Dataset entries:
__________

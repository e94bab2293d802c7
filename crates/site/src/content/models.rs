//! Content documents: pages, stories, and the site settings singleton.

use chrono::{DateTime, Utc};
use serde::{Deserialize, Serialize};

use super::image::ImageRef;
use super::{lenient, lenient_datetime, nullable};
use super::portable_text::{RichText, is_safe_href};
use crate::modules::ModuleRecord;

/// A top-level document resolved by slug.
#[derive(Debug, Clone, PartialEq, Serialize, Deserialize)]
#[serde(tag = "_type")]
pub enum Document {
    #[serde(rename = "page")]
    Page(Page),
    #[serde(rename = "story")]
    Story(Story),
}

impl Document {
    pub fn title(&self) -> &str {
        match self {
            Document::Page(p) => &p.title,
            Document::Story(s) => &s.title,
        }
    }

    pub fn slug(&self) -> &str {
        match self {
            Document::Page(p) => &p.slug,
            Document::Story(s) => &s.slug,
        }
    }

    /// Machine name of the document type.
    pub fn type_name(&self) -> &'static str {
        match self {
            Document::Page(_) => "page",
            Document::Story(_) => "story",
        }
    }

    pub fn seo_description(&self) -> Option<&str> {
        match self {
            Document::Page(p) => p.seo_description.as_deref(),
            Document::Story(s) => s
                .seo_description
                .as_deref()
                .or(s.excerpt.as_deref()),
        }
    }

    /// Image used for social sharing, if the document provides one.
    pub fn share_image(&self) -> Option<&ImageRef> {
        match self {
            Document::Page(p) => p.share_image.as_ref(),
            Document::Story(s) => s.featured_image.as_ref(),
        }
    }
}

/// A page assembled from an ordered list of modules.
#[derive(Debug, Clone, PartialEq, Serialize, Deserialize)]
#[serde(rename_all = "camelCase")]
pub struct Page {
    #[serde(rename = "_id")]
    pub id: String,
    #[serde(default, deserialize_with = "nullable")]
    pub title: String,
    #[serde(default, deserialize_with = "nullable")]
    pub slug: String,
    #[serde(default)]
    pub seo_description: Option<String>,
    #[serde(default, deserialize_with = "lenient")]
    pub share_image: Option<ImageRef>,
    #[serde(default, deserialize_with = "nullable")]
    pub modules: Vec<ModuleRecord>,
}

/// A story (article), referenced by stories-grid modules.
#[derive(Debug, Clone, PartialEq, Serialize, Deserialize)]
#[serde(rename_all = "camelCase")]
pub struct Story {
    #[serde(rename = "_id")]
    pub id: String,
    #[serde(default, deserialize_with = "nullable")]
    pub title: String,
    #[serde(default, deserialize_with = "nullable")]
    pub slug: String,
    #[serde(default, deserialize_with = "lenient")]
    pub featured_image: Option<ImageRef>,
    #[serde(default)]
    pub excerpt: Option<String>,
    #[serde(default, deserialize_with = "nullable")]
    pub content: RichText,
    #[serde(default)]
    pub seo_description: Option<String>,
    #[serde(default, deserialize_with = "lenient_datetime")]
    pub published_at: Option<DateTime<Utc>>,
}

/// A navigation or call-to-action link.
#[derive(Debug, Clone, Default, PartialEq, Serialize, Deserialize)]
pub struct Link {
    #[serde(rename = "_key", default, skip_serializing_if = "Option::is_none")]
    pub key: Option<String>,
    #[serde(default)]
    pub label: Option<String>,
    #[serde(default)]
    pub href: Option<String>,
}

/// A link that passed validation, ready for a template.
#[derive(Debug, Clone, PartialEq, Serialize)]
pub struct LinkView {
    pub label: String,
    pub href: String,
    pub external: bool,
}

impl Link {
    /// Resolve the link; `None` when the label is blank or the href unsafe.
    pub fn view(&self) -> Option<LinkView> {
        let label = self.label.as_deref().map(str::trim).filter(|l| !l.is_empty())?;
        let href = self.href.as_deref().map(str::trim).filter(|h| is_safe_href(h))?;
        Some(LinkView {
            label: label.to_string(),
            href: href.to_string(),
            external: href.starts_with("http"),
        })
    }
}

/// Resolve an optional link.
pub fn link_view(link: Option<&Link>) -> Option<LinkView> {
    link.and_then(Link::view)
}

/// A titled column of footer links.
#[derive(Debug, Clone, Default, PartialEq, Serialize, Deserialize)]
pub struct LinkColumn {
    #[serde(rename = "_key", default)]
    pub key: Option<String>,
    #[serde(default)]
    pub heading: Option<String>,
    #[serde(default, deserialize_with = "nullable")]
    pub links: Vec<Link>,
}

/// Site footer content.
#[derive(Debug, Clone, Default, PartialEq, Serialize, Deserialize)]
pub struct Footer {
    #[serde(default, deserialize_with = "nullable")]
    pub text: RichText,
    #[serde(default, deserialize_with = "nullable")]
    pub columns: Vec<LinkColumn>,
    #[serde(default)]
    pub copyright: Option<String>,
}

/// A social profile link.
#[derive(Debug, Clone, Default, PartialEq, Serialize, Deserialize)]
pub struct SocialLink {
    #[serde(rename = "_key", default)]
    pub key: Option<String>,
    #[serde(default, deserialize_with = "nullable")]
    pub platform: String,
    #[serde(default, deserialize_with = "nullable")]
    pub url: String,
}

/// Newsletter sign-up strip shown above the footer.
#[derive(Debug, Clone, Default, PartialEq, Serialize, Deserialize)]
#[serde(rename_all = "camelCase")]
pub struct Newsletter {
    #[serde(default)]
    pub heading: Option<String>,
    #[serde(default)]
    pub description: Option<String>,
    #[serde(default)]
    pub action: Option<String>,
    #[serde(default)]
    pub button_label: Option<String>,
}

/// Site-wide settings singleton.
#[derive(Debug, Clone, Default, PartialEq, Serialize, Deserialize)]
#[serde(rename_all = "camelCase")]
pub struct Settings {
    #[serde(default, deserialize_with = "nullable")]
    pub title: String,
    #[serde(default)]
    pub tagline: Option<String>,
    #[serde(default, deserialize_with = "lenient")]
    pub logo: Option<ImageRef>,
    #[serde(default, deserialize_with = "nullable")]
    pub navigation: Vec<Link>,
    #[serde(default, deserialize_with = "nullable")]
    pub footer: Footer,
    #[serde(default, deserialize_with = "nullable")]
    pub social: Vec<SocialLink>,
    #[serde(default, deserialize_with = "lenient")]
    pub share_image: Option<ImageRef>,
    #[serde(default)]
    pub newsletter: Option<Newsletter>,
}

__________

* [PROMPT] Set down exactly the lines from the start of the records to the line with "resolved by slug.". Include that line, and add nothing more.

* [ANSWER BOX]
repository e94bab2293d802c7
filename crates/site/src/content/models.rs
//! Content documents: pages, stories, and the site settings singleton.

use chrono::{DateTime, Utc};
use serde::{Deserialize, Serialize};

use super::image::ImageRef;
use super::{lenient, lenient_datetime, nullable};
use super::portable_text::{RichText, is_safe_href};
use crate::modules::ModuleRecord;

/// A top-level document resolved by slug.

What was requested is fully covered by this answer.